Life is too short to remove the USB properly

Have you ever done something so so stupid that each time you look back you shudder, what shoulda coulda woulda

Sometime back, I started having a disturbing sensation below my tongue ( Bottom left far corner ) like getting popcorn kernel stuck between teeth or gum which is the most annoying feeling ever.

I rushed for a quick checkup with my Dentist because he had recently completed a major 2 yearlong operation, I actually imagined he had left bits or pieces of his equipment, it happens but no, nothing. Just to be sure he called in another Doctor to examine me. A few probes here and there he concluded that it was a blood clot which can be surgically removed albeit I have to be admitted between 7am and 10am, I told him to go right ahead.

I left home at 6am, driving myself to hospital, checking in at 6.30am and was ready for the minor surgery.

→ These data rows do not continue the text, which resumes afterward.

// Copyright 2024 OctoFHIR Team
//
// Licensed under the Apache License, Version 2.0 (the "License");
// you may not use this file except in compliance with the License.
// You may obtain a copy of the License at
//
//     http://www.apache.org/licenses/LICENSE-2.0
//
// Unless required by applicable law or agreed to in writing, software
// distributed under the License is distributed on an "AS IS" BASIS,
// WITHOUT WARRANTIES OR CONDITIONS OF ANY KIND, either express or implied.
// See the License for the specific language governing permissions and
// limitations under the License.

//! Query engine - the main entry point for query evaluation

use super::ast::QueryExpr;
use super::evaluator::{Evaluation, Evaluator, Hit};
use super::index::DocumentIndex;
use super::parser::parse_query;
use crate::config::X12Options;
use crate::error::{Result, X12Error};
use crate::model::{Document, Element, Interchange, Segment, Transaction};
use crate::parser::X12Parser;
use rustc_hash::FxHashMap;
use serde::Serialize;
use std::sync::{Arc, Mutex};

/// What a query runs against
#[derive(Debug, Clone, Copy)]
pub enum QuerySource<'a> {
    /// Raw EDI text, parsed once per call; `None` is rejected
    Text(Option<&'a str>),
    /// A parsed document
    Document(&'a Document),
    /// A parsed interchange
    Interchange(&'a Interchange),
    /// A lone transaction, queried under an empty envelope
    Transaction(&'a Transaction),
}

impl<'a> From<&'a str> for QuerySource<'a> {
    fn from(text: &'a str) -> Self {
        QuerySource::Text(Some(text))
    }
}

impl<'a> From<Option<&'a str>> for QuerySource<'a> {
    fn from(text: Option<&'a str>) -> Self {
        QuerySource::Text(text)
    }
}

impl<'a> From<&'a String> for QuerySource<'a> {
    fn from(text: &'a String) -> Self {
        QuerySource::Text(Some(text.as_str()))
    }
}

impl<'a> From<&'a Document> for QuerySource<'a> {
    fn from(document: &'a Document) -> Self {
        QuerySource::Document(document)
    }
}

impl<'a> From<&'a Interchange> for QuerySource<'a> {
    fn from(interchange: &'a Interchange) -> Self {
        QuerySource::Interchange(interchange)
    }
}

impl<'a> From<&'a Transaction> for QuerySource<'a> {
    fn from(transaction: &'a Transaction) -> Self {
        QuerySource::Transaction(transaction)
    }
}

/// One element matched by a query
#[derive(Debug, Clone, PartialEq, Eq, Serialize)]
pub struct QueryMatch {
    /// Raw element value
    pub value: String,
    /// Owning segment, with its range and loop path
    pub segment: Segment,
    /// Matched element, with its range
    pub element: Element,
    /// Interchange index within the document
    pub interchange: usize,
    /// Group index, `None` for interchange envelope segments
    pub group: Option<usize>,
    /// Transaction index, `None` outside a transaction
    pub transaction: Option<usize>,
}

/// Result of [`QueryEngine::query_single`]
#[derive(Debug, Clone, PartialEq, Eq, Serialize)]
#[serde(tag = "kind", content = "result", rename_all = "lowercase")]
pub enum QueryResult {
    /// First element match
    Match(Box<QueryMatch>),
    /// Values aggregated by a macro
    Values(Vec<String>),
    /// Value composed by `CONCAT`
    Text(String),
}

impl QueryResult {
    /// Single value, if the result holds one
    pub fn value(&self) -> Option<&str> {
        match self {
            QueryResult::Match(found) => Some(&found.value),
            QueryResult::Text(text) => Some(text),
            QueryResult::Values(_) => None,
        }
    }

    /// All values in order
    pub fn values(&self) -> Vec<&str> {
        match self {
            QueryResult::Match(found) => vec![found.value.as_str()],
            QueryResult::Text(text) => vec![text.as_str()],
            QueryResult::Values(values) => values.iter().map(String::as_str).collect(),
        }
    }
}

/// Main query engine for evaluating queries against X12 documents
///
/// # Examples
///
/// ```rust
/// use octofhir_x12::QueryEngine;
///
/// let edi = "ISA*00*          *00*          *ZZ*SENDER         *ZZ*RECEIVER       *170301*1129*U*00401*000000001*0*T*>~\
/// GS*PO*SENDER*RECEIVER*20170301*1129*1*X*004010~ST*850*0001~BEG*00*SA*A99999-01**20170301~\
/// REF*DP*038~SE*4*0001~GE*1*1~IEA*1*000000001~";
///
/// let engine = QueryEngine::new();
/// let matches = engine.query("REF02:REF01[\"DP\"]", edi).unwrap();
/// assert_eq!(matches[0].value, "038");
/// ```
#[derive(Debug, Clone)]
pub struct QueryEngine {
    parser: X12Parser,
    /// Compiled expressions by query text
    expression_cache: Arc<Mutex<FxHashMap<String, Arc<QueryExpr>>>>,
    /// Maximum cache size to prevent memory issues
    max_cache_size: usize,
}

impl Default for QueryEngine {
    fn default() -> Self {
        Self::new()
    }
}

impl QueryEngine {
    /// Create an engine with a lenient default parser
    pub fn new() -> Self {
        Self::with_parser(X12Parser::new())
    }

    /// Create an engine that parses text sources with `parser`
    pub fn with_parser(parser: X12Parser) -> Self {
        Self {
            parser,
            expression_cache: Arc::new(Mutex::new(FxHashMap::default())),
            max_cache_size: 1000,
        }
    }

    /// Create an engine whose parser uses `options`
    pub fn with_options(options: X12Options) -> Self {
        Self::with_parser(X12Parser::with_options(options))
    }

    /// Parser used for text sources
    pub fn parser(&self) -> &X12Parser {
        &self.parser
    }

    /// Parse a query, using the cache when possible
    pub fn compile(&self, query: &str) -> Result<Arc<QueryExpr>> {
        if let Ok(cache) = self.expression_cache.lock()
            && let Some(expr) = cache.get(query)
        {
            return Ok(Arc::clone(expr));
        }

        let expr = Arc::new(parse_query(query)?);
        if let Ok(mut cache) = self.expression_cache.lock() {
            if cache.len() >= self.max_cache_size {
                cache.clear();
            }
            cache.insert(query.to_string(), Arc::clone(&expr));
        }
        Ok(expr)
    }

    /// Every element matched by `query`, in document order
    ///
    /// Aggregating macros (`FOREACH`, `CONCAT`) have no element matches; use
    /// [`QueryEngine::query_single`] for them.
    pub fn query<'a>(
        &self,
        query: &str,
        source: impl Into<QuerySource<'a>>,
    ) -> Result<Vec<QueryMatch>> {
        let expr = self.compile(query)?;
        if expr.is_aggregate() {
            return Err(X12Error::query_evaluation(format!(
                "'{query}' aggregates values; use query_single"
            )));
        }

        self.with_index(source.into(), |index| {
            let evaluator = Evaluator::new(index);
            let matches = match evaluator.evaluate_document(&expr)? {
                Evaluation::Matches(hits) => hits
                    .into_iter()
                    .filter_map(|hit| to_match(index, &evaluator, hit))
                    .collect(),
                _ => Vec::new(),
            };
            log::debug!("query '{query}' matched {} elements", matches.len());
            Ok(matches)
        })
    }

    /// First match of `query`, or the aggregated result of a macro
    pub fn query_single<'a>(
        &self,
        query: &str,
        source: impl Into<QuerySource<'a>>,
    ) -> Result<Option<QueryResult>> {
        let expr = self.compile(query)?;
        self.with_index(source.into(), |index| {
            let evaluator = Evaluator::new(index);
            Ok(match evaluator.evaluate_document(&expr)? {
                Evaluation::Matches(hits) => hits
                    .into_iter()
                    .find_map(|hit| to_match(index, &evaluator, hit))
                    .map(|found| QueryResult::Match(Box::new(found))),
                Evaluation::Values(values) => Some(QueryResult::Values(values)),
                Evaluation::Text(text) => Some(QueryResult::Text(text)),
            })
        })
    }

    fn with_index<R, F>(&self, source: QuerySource<'_>, run: F) -> Result<R>
    where
        F: FnOnce(&DocumentIndex<'_>) -> Result<R>,
    {
        let headers = self.parser.options().headers();
        match source {
            QuerySource::Text(text) => {
                let document = self.parser.parse(text)?;
                run(&DocumentIndex::from_interchanges(&document.interchanges, headers))
            }
            QuerySource::Document(document) => {
                run(&DocumentIndex::from_interchanges(&document.interchanges, headers))
            }
            QuerySource::Interchange(interchange) => run(&DocumentIndex::from_interchanges(
                std::iter::once(interchange),
                headers,
            )),
            QuerySource::Transaction(transaction) => {
                run(&DocumentIndex::from_transaction(transaction, headers))
            }
        }
    }
}

fn to_match(
    index: &DocumentIndex<'_>,
    evaluator: &Evaluator<'_, '_>,
    hit: Hit,
) -> Option<QueryMatch> {
    let entry = index.entry(hit.entry);
    let element = entry.segment.elements.get(hit.element)?.clone();
    Some(QueryMatch {
        value: evaluator.value(hit).to_string(),
        segment: entry.segment.clone(),
        element,
        interchange: entry.key.interchange,
        group: entry.key.group,
        transaction: entry.key.transaction,
    })
}

#[cfg(test)]
mod tests {
    use super::*;
    use crate::error::ErrorKind;
    use pretty_assertions::assert_eq;

    const DOC: &str = "ISA*00*          *00*          *ZZ*SENDER         *ZZ*RECEIVER       *170301*1129*U*00401*000000001*0*T*>~\
GS*PO*SENDER*RECEIVER*20170301*1129*1*X*004010~ST*850*0001~BEG*00*SA*A99999-01**20170301~\
REF*DP*038~REF*PS*R~SE*5*0001~GE*1*1~IEA*1*000000001~";

    #[test]
    fn test_aggregate_rejected_by_query() {
        let engine = QueryEngine::new();
        let err = engine.query("FOREACH(REF)=>REF02", DOC).unwrap_err();
        assert_eq!(err.kind(), ErrorKind::QueryEvaluation);
    }

    #[test]
    fn test_absent_text_source() {
        let err = QueryEngine::new().query("REF02", None::<&str>).unwrap_err();
        assert_eq!(err.kind(), ErrorKind::ArgumentNull);
    }

    #[test]
    fn test_sources_agree() {
        let engine = QueryEngine::new();
        let document = engine.parser().parse(DOC).unwrap();
        let from_text = engine.query("REF02", DOC).unwrap();
        let from_document = engine.query("REF02", &document).unwrap();
        let from_transaction = engine
            .query("REF02", &document.interchanges[0].groups[0].transactions[0])
            .unwrap();
        assert_eq!(from_text, from_document);
        assert_eq!(
            from_transaction.iter().map(|m| m.value.as_str()).collect::<Vec<_>>(),
            vec!["038", "R"]
        );
    }

    #[test]
    fn test_single_results() {
        let engine = QueryEngine::new();
        let single = engine.query_single("REF02", DOC).unwrap().unwrap();
        assert_eq!(single.value(), Some("038"));
        assert_eq!(engine.query_single("N102", DOC).unwrap(), None);

        let values = engine.query_single("FOREACH(REF)=>REF02", DOC).unwrap().unwrap();
        assert_eq!(values.values(), vec!["038", "R"]);
    }

    #[test]
    fn test_match_carries_ranges_and_envelope() {
        let engine = QueryEngine::new();
        let found = &engine.query("BEG03", DOC).unwrap()[0];
        assert_eq!(found.value, "A99999-01");
        assert_eq!(found.segment.tag, "BEG");
        assert_eq!(found.element.range, found.segment.elements[2].range);
        assert_eq!((found.interchange, found.group, found.transaction), (0, Some(0), Some(0)));
    }

    #[test]
    fn test_cache_reuses_compiled_expression() {
        let engine = QueryEngine::new();
        let first = engine.compile("REF02").unwrap();
        let second = engine.compile("REF02").unwrap();
        assert!(Arc::ptr_eq(&first, &second));
    }
}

My family was oblivious.

I decided to take beautiful pictures of the Sunrise from my Seaview room and what a beautiful day it was, sort of before and after shots.

The only picture I uploaded and posted on Facebook , even as early as that I received a comment wondering why I was in hospital so early from a cousin , I brushed it off that I had gone to visit a patient .

I was in high spirits, was asked to remove all my jewelry and make up and deposit them with the Sister or head nurse. It dawned on me that I was going under the knife, what if I did not wake up? For the first time I realized nobody knew where I was!!

With 20 minutes to spare I frantically started sending out text messages to a few friends, plus last minute shots just in case. I did not want to worry any family member; it had been a turbulent year. What if these were my last pictures on earth?! 

The last thing I remembered was being wheeled into the theatre and seeing my Doctor present, he asked me to count from 1 until 10 , I must have blacked out at number 3.

Catgut (it’s actually from Goats) suture and a very dull needle later I was wheeled back to my room.

I waited to recover before driving myself back home in time for lunch, or so I thought.

Shock unto me. My Doctor was standing next to 2 nurses , he was holding a little clear bottle with a red top. Inside this bottle was some kind of brownish fluid with something that looked like a Golf-Ball, The Doctor informed me that whatever he intended to operate and remove was a tiny bit of blood clot but instead he had found the Golf-ball sized specimen of a thing, only God knew what it was, my fear was he had accidentally removed my salivary glands!!

I was informed that he needed my consent to do a biopsy which would take a couple of days, but meanwhile I had been stitched up, and could be discharged at noon. I did not need to come back to remove the stitches as they would be absorbed by the gum tissues, grateful much.

Biopsy? Isn’t that like for cancer patients? My mind was in turmoil, did I make a mistake coming to the hospital without informing my family? What news was I going to give them when I reached home? Believe it or not, I drove myself home and went straight to bed ( They had forgotten to give me pain killers ) I woke up screaming and that was how they found out I had checked myself into hospital and drove myself home after the “minor” surgery. Please DO NOT try that at home.

I never gave anyone the news about the biopsy, a week later I got the good news that the cyst was benign, I was grateful to be alive!! It had been a close shave,

To me , every Sunrise tells me that I can do anything and each Sunset tells me not to lose hope.

I have seen many Moons since 2012, even encountered Gorillas.

Life has been good.

This was one Incident that sobered me up to life, If I went missing, who would miss me? who would look for me ? after how long ? Who are my real Friends?

I am grateful to that ONE friend who later called to check up on me. I told that friend all is well with me, no Cancer, no worries.

Today I receive news that a close friend has been diagnosed with throat Cancer. I’m still reeling in shock.

We’re not supposed to have hundreds of friends. We’re supposed to find those few who’ll carry us when we can’t move. It can take years, sometimes a lifetime, to find them, you shouldn’t always be rich in friends, but you should always be rich in good judgment.

Life is too short to remove the USB properly. Live everyday as if your last.